Most of the almost 1200 souls trapped below decks died instantly. Some few—the unlucky ones—did not. Although not made public at the time, it was thought that as many as 2 dozen live sailors were hopelessly trapped as the huge battleship sank and began to fill with water. For as long as 10 days, desperate rescuers could hear the tapping of trapped crew members as they tried to work their way with blowtorches through the massive ship’s superstructure.
Finally the tapping stopped.
We’ve never really learned the “lesson” of Pearl Harbor. Nine years later, without warning or provocation, the North Koreans invaded the South with the active participation and assistance of both China and the Soviet Union. By the time we were able to meaningfully respond, our troops were bottled up in a small pocket on the southern end of the Korean peninsula. It took a massive effort on the part of the American army to evict the North Koreans…and nearly 32,000 casualties.

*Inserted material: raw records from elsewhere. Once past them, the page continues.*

//! Wiring for one `lab-calc` run: service backend, workspace, inputs,
//! calculation.

use std::fmt;

use anyhow::{Context, Result};
use chrono::NaiveDate;
use lab_client::HttpServiceFactory;
use lab_core::service::ServiceRegistry;
use lab_core::{LastCalculationSnapshot, MeasurementService, MethodId};
use tracing::{debug, info};

use crate::config::AppConfig;
use crate::csv_loader::{self, InputRow};
use crate::presentation::ResultView;
use crate::workspace::Workspace;

/// Registry with every backend this binary ships.
pub fn build_registry() -> ServiceRegistry {
    let mut registry = ServiceRegistry::new();
    registry.register(Box::new(HttpServiceFactory));
    registry
}

/// What to calculate in one run.
#[derive(Debug, Clone)]
pub struct RunRequest {
    pub sample_id: i64,
    /// Defaults to the first available method.
    pub method_id: Option<MethodId>,
    pub inputs: Vec<InputRow>,
    pub activity_date: Option<NaiveDate>,
    /// Methods the surrounding page reports as finalized.
    pub locked: Vec<MethodId>,
}

#[derive(Debug, Clone)]
pub struct RunReport {
    pub view: ResultView,
    pub snapshot: LastCalculationSnapshot,
}

impl fmt::Display for RunReport {
    fn fmt(
        &self,
        f: &mut fmt::Formatter<'_>,
    ) -> fmt::Result {
        write!(f, "{}", self.view)?;
        let snapshot = serde_json::to_string_pretty(&self.snapshot).map_err(|_| fmt::Error)?;
        writeln!(f, "Данные для сохранения:")?;
        writeln!(f, "{snapshot}")
    }
}

/// Opens a workspace for the sample, types the inputs, calculates and
/// returns the presentation plus the snapshot pending save.
pub async fn run_calculation(
    service: &dyn MeasurementService,
    config: &AppConfig,
    request: RunRequest,
) -> Result<RunReport> {
    let context = config.sampling_context(request.sample_id);
    let mut workspace = Workspace::open(service, context, config.timeout())
        .await
        .with_context(|| format!("cannot load methods for sample {}", request.sample_id))?;

    for id in &request.locked {
        workspace.set_locked(*id, true);
    }
    if let Some(id) = request.method_id {
        workspace
            .select_method(id)
            .with_context(|| format!("method {id} is not available for this sample"))?;
    }
    let method = workspace.current_method();
    info!(method_id = method.id, method = %method.name, "method selected");

    let applied = csv_loader::apply_rows(&mut workspace, &request.inputs)?;
    debug!(applied, "inputs applied");

    if let Some(date) = request.activity_date {
        workspace.set_activity_date(date)?;
    }

    workspace.calculate(service).await.context("calculation failed")?;

    let view = workspace
        .result_view()
        .context("calculation produced no result")?;
    let snapshot = workspace.open_save()?.clone();
    Ok(RunReport { view, snapshot })
}
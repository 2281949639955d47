mod calculation;
mod method;
mod research_page;
mod snapshot;

pub use calculation::{CalculationRequest, CalculationResult, Condition, ConvergenceKind};
pub use method::{CatalogEntry, Field, Method, MethodGroup, MethodId, MethodRecord};
pub use research_page::{ResearchPage, ResearchPageQuery, SamplingContext};
pub use snapshot::LastCalculationSnapshot;
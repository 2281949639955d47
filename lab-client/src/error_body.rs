use serde_json::Value;

/// Keys the evaluation service uses for its human-readable error text.
const DETAIL_KEYS: [&str; 3] = ["message", "detail", "error"];

/// Extracts the server-provided error payload from a non-success body.
///
/// A JSON object yields the first non-empty string under one of
/// [`DETAIL_KEYS`]; a JSON string yields itself; any other non-blank text is
/// taken verbatim. Returns `None` when nothing usable is present.
pub fn error_detail(body: &str) -> Option<String> {
    let body = body.trim();
    if body.is_empty() {
        return None;
    }

    match serde_json::from_str::<Value>(body) {
        Ok(Value::Object(map)) => DETAIL_KEYS
            .iter()
            .filter_map(|key| map.get(*key))
            .filter_map(Value::as_str)
            .map(str::trim)
            .find(|text| !text.is_empty())
            .map(str::to_string),
        Ok(Value::String(text)) if !text.trim().is_empty() => Some(text.trim().to_string()),
        Ok(_) => None,
        Err(_) => Some(body.to_string()),
    }
}
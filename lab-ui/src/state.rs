//! Explicit state owned by the workspace controller.
//!
//! Each method keeps its own raw input values, so switching methods never
//! loses what the operator typed. Nothing here is persisted.

use std::collections::{HashMap, HashSet};

use chrono::NaiveDate;
use lab_core::MethodId;
use thiserror::Error;

/// Inline message shown on the activity-date field.
pub const MISSING_DATE_MESSAGE: &str = "Укажите дату проведения испытания";

/// A gate that must be open before calculating or saving.
#[derive(Debug, Clone, Copy, PartialEq, Eq, Error)]
pub enum GateError {
    #[error("activity date is not set")]
    MissingActivityDate,

    #[error("method {0} has no calculated result")]
    MissingResult(MethodId),
}

/// Severity of a message raised for the operator.
#[derive(Debug, Clone, Copy, PartialEq, Eq)]
pub enum NoticeLevel {
    Info,
    Error,
}

#[derive(Debug, Clone, PartialEq, Eq)]
pub struct Notice {
    pub level: NoticeLevel,
    pub text: String,
}

#[derive(Debug, Clone, Default)]
pub struct WorkspaceState {
    inputs: HashMap<MethodId, HashMap<String, String>>,
    focus: Option<String>,
    activity_date: Option<NaiveDate>,
    date_error: Option<String>,
    locked: HashSet<MethodId>,
    notice: Option<Notice>,
}

impl WorkspaceState {
    pub fn new() -> Self {
        Self::default()
    }

    /// Raw values of one method, keyed by field name.
    pub fn values(
        &self,
        method_id: MethodId,
    ) -> Option<&HashMap<String, String>> {
        self.inputs.get(&method_id)
    }

    pub fn value(
        &self,
        method_id: MethodId,
        field: &str,
    ) -> Option<&str> {
        self.inputs
            .get(&method_id)
            .and_then(|values| values.get(field))
            .map(String::as_str)
    }

    pub fn set_value(
        &mut self,
        method_id: MethodId,
        field: &str,
        value: String,
    ) {
        self.inputs
            .entry(method_id)
            .or_default()
            .insert(field.to_string(), value);
    }

    pub fn clear_values(
        &mut self,
        method_id: MethodId,
    ) {
        self.inputs.remove(&method_id);
    }

    /// Drops the inputs of every method not in `keep`.
    pub fn retain_values(
        &mut self,
        keep: &HashSet<MethodId>,
    ) {
        self.inputs.retain(|id, _| keep.contains(id));
    }

    pub fn focus(&self) -> Option<&str> {
        self.focus.as_deref()
    }

    pub fn set_focus(
        &mut self,
        field: Option<String>,
    ) {
        self.focus = field;
    }

    pub fn activity_date(&self) -> Option<NaiveDate> {
        self.activity_date
    }

    /// Setting a date also clears the inline error.
    pub fn set_activity_date(
        &mut self,
        date: NaiveDate,
    ) {
        self.activity_date = Some(date);
        self.date_error = None;
    }

    pub fn clear_activity_date(&mut self) {
        self.activity_date = None;
    }

    pub fn date_error(&self) -> Option<&str> {
        self.date_error.as_deref()
    }

    /// Checks the activity-date gate, raising the inline error when closed.
    pub fn require_activity_date(&mut self) -> Result<NaiveDate, GateError> {
        match self.activity_date {
            Some(date) => Ok(date),
            None => {
                self.date_error = Some(MISSING_DATE_MESSAGE.to_string());
                Err(GateError::MissingActivityDate)
            }
        }
    }

    pub fn is_locked(
        &self,
        method_id: MethodId,
    ) -> bool {
        self.locked.contains(&method_id)
    }

    pub fn set_locked(
        &mut self,
        method_id: MethodId,
        locked: bool,
    ) {
        if locked {
            self.locked.insert(method_id);
        } else {
            self.locked.remove(&method_id);
        }
    }

    pub fn notice(&self) -> Option<&Notice> {
        self.notice.as_ref()
    }

    pub fn notify(
        &mut self,
        level: NoticeLevel,
        text: impl Into<String>,
    ) {
        self.notice = Some(Notice {
            level,
            text: text.into(),
        });
    }

    pub fn dismiss_notice(&mut self) {
        self.notice = None;
    }
}
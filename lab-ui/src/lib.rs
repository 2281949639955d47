pub mod app;
pub mod config;
pub mod csv_loader;
pub mod input;
pub mod logging;
pub mod presentation;
pub mod state;
pub mod workspace;

pub use presentation::ResultView;
pub use state::{GateError, WorkspaceState};
pub use workspace::{PendingCalculation, Workspace, WorkspaceError};
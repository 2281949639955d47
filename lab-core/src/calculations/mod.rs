//! Pure text and number transforms used to present calculation results.
//!
//! Nothing in here performs I/O or keeps state.

pub mod common;
pub mod formula;

pub use common::{round_text_to_reference, round_to_reference, to_display_decimal, to_wire_decimal};
pub use formula::{render_formula, replace_abs};
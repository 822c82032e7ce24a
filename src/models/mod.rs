pub mod board;
pub mod file;
pub mod message;
pub mod thread;

use serde::{Deserialize, Deserializer};
use serde_json::Value;

// The API is loose about scalar types: ids appear as numbers or strings,
// flags as `0/1` or booleans, and any field may be `null`.

#[allow(clippy::cast_possible_truncation, clippy::cast_sign_loss)]
pub(crate) fn de_num<'de, D>(d: D) -> Result<u64, D::Error>
where
    D: Deserializer<'de>,
{
    Ok(match Value::deserialize(d)? {
        Value::Number(n) => n
            .as_u64()
            .or_else(|| n.as_f64().filter(|f| *f >= 0.0).map(|f| f as u64))
            .unwrap_or_default(),
        Value::String(s) => s.trim().parse().unwrap_or_default(),
        Value::Bool(b) => u64::from(b),
        _ => 0,
    })
}

pub(crate) fn de_float<'de, D>(d: D) -> Result<f64, D::Error>
where
    D: Deserializer<'de>,
{
    let f = match Value::deserialize(d)? {
        Value::Number(n) => n.as_f64().unwrap_or_default(),
        Value::String(s) => s.trim().parse().unwrap_or_default(),
        Value::Bool(b) => f64::from(u8::from(b)),
        _ => 0.0,
    };
    Ok(if f.is_finite() { f } else { 0.0 })
}

pub(crate) fn de_opt_num<'de, D>(d: D) -> Result<Option<u64>, D::Error>
where
    D: Deserializer<'de>,
{
    Ok(match Value::deserialize(d)? {
        Value::Null => None,
        Value::Number(n) => n.as_u64(),
        Value::String(s) => s.trim().parse().ok(),
        _ => None,
    })
}

pub(crate) fn de_flag<'de, D>(d: D) -> Result<bool, D::Error>
where
    D: Deserializer<'de>,
{
    Ok(match Value::deserialize(d)? {
        Value::Bool(b) => b,
        Value::Number(n) => n.as_f64().is_some_and(|f| f != 0.0),
        Value::String(s) => matches!(s.trim(), "1" | "true"),
        _ => false,
    })
}

pub(crate) fn de_text<'de, D>(d: D) -> Result<String, D::Error>
where
    D: Deserializer<'de>,
{
    Ok(match Value::deserialize(d)? {
        Value::String(s) => s,
        Value::Null => String::new(),
        other => other.to_string(),
    })
}

pub(crate) fn de_opt_text<'de, D>(d: D) -> Result<Option<String>, D::Error>
where
    D: Deserializer<'de>,
{
    Ok(match Value::deserialize(d)? {
        Value::String(s) if !s.is_empty() => Some(s),
        Value::Number(n) => Some(n.to_string()),
        _ => None,
    })
}

/// Thread tags arrive either as one comma separated string or as a list.
pub(crate) fn de_tags<'de, D>(d: D) -> Result<Vec<String>, D::Error>
where
    D: Deserializer<'de>,
{
    let tags = match Value::deserialize(d)? {
        Value::String(s) => s.split(',').map(|t| t.trim().to_string()).collect(),
        Value::Array(items) => items
            .into_iter()
            .filter_map(|item| match item {
                Value::String(s) => Some(s.trim().to_string()),
                Value::Number(n) => Some(n.to_string()),
                _ => None,
            })
            .collect(),
        _ => Vec::new(),
    };
    Ok(tags.into_iter().filter(|t: &String| !t.is_empty()).collect())
}

pub(crate) mod macros {
    macro_rules! str_opt_ref {
        ($x:expr) => {
            $x.as_ref().map(|x| x.as_ref())
        };
    }

    pub(crate) use str_opt_ref;
}
impl ClientBuilder {
    /// Sets the base URL every path is joined to.
    #[must_use]
    pub fn base_url(mut self, base_url: impl Into<String>) -> Self {
        self.base_url = base_url.into();
        self
    }

    /// Sets the board selected after construction.
    #[must_use]
    pub fn board(mut self, board: impl Into<String>) -> Self {
        self.board = board.into();
        self
    }

    /// Sets the passcode used by [`Client::auth_passcode`].
    #[must_use]
    pub fn passcode(mut self, passcode: impl Into<String>) -> Self {
        self.passcode = Some(passcode.into());
        self
    }

    /// Routes requests for `scheme` (`http`, `https`, or `all`) through `proxy`.
    #[must_use]
    pub fn proxy(mut self, scheme: impl Into<String>, proxy: impl Into<String>) -> Self {
        self.proxies.push((scheme.into(), proxy.into()));
        self
    }

    /// Downloads batches through a worker pool instead of one by one.
    #[must_use]
    pub fn concurrent(mut self, concurrent: bool) -> Self {
        self.concurrent = concurrent;
        self
    }

    /// Sets the size of the download worker pool.
    #[must_use]
    pub fn workers(mut self, workers: usize) -> Self {
        self.workers = workers;
        self
    }

    /// Logs request and response details at `info` instead of `debug`.
    #[must_use]
    pub fn debug(mut self, debug: bool) -> Self {
        self.debug = debug;
        self
    }

    /// Sets the timeout of every API request.
    #[must_use]
    pub fn timeout(mut self, timeout: Duration) -> Self {
        self.timeout = timeout;
        self
    }

    /// Sets the time allowed for each file download, body included.
    #[must_use]
    pub fn download_timeout(mut self, timeout: Duration) -> Self {
        self.download_timeout = timeout;
        self
    }

    /// Builds the client: opens the session, loads every board, and selects
    /// the configured board.
    ///
    /// # Errors
    ///
    /// [`Error::CatalogUnavailable`] if the boards cannot be loaded,
    /// [`Error::BoardNotFound`] if the configured board does not exist.
    pub async fn build(self) -> Result<Client> {
        let session = Session::new(&self.base_url, &self.proxies, self.timeout, self.debug)?;
        let boards = Boards::load(&session).await?;
        let board = boards
            .get(&self.board)
            .cloned()
            .ok_or_else(|| Error::BoardNotFound(self.board.clone()))?;
        let downloader = Downloader::new(session.clone(), self.concurrent, self.workers)
            .timeout(self.download_timeout);

        debug!("client ready on /{}/ with {} boards", board.id(), boards.len());
        Ok(Client {
            session,
            downloader,
            boards,
            board,
            passcode: self.passcode,
            passcode_hash: None,
        })
    }
}

/// Filters for [`Client::threads`].
///
/// Only one filter applies: `tag` wins over `subject`. The limit only
/// applies when a filter does; an unfiltered listing is returned whole.
#[derive(Debug, Clone, Copy)]
pub struct ThreadQuery<'a> {
    board: Option<&'a str>,
    tag: Option<&'a str>,
    subject: Option<&'a str>,
    limit: usize,
}

impl Default for ThreadQuery<'_> {
    fn default() -> Self {
        Self {
            board: None,
            tag: None,
            subject: None,
            limit: 1,
        }
    }
}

September 11, 2001 was our generation’s “Pearl Harbor.” But was it really? I’d argue that 9/11 was much more of a bolt out of the blue. The world was at war in 1941 while 60 years later, there were no comparable conflicts. Certainly, we were arrogant and overconfident that horrible day while our fathers and grandfathers were more uncertain of the future given our unpreparedness for war. I suppose the big difference was an underlying belief in the basic goodness of America on the part of our parents while a large segment of the American population today does not see the US in a similar light.
In fact, those who pass for liberals today by and large believe that the United States is evil, that our history is a sham, that our culture is corrupt, that our myths are worthless, our legends false, and the very ideals that propelled America from a small, coastal country of 13 radically different colonies into a continental hyperpower are a lie.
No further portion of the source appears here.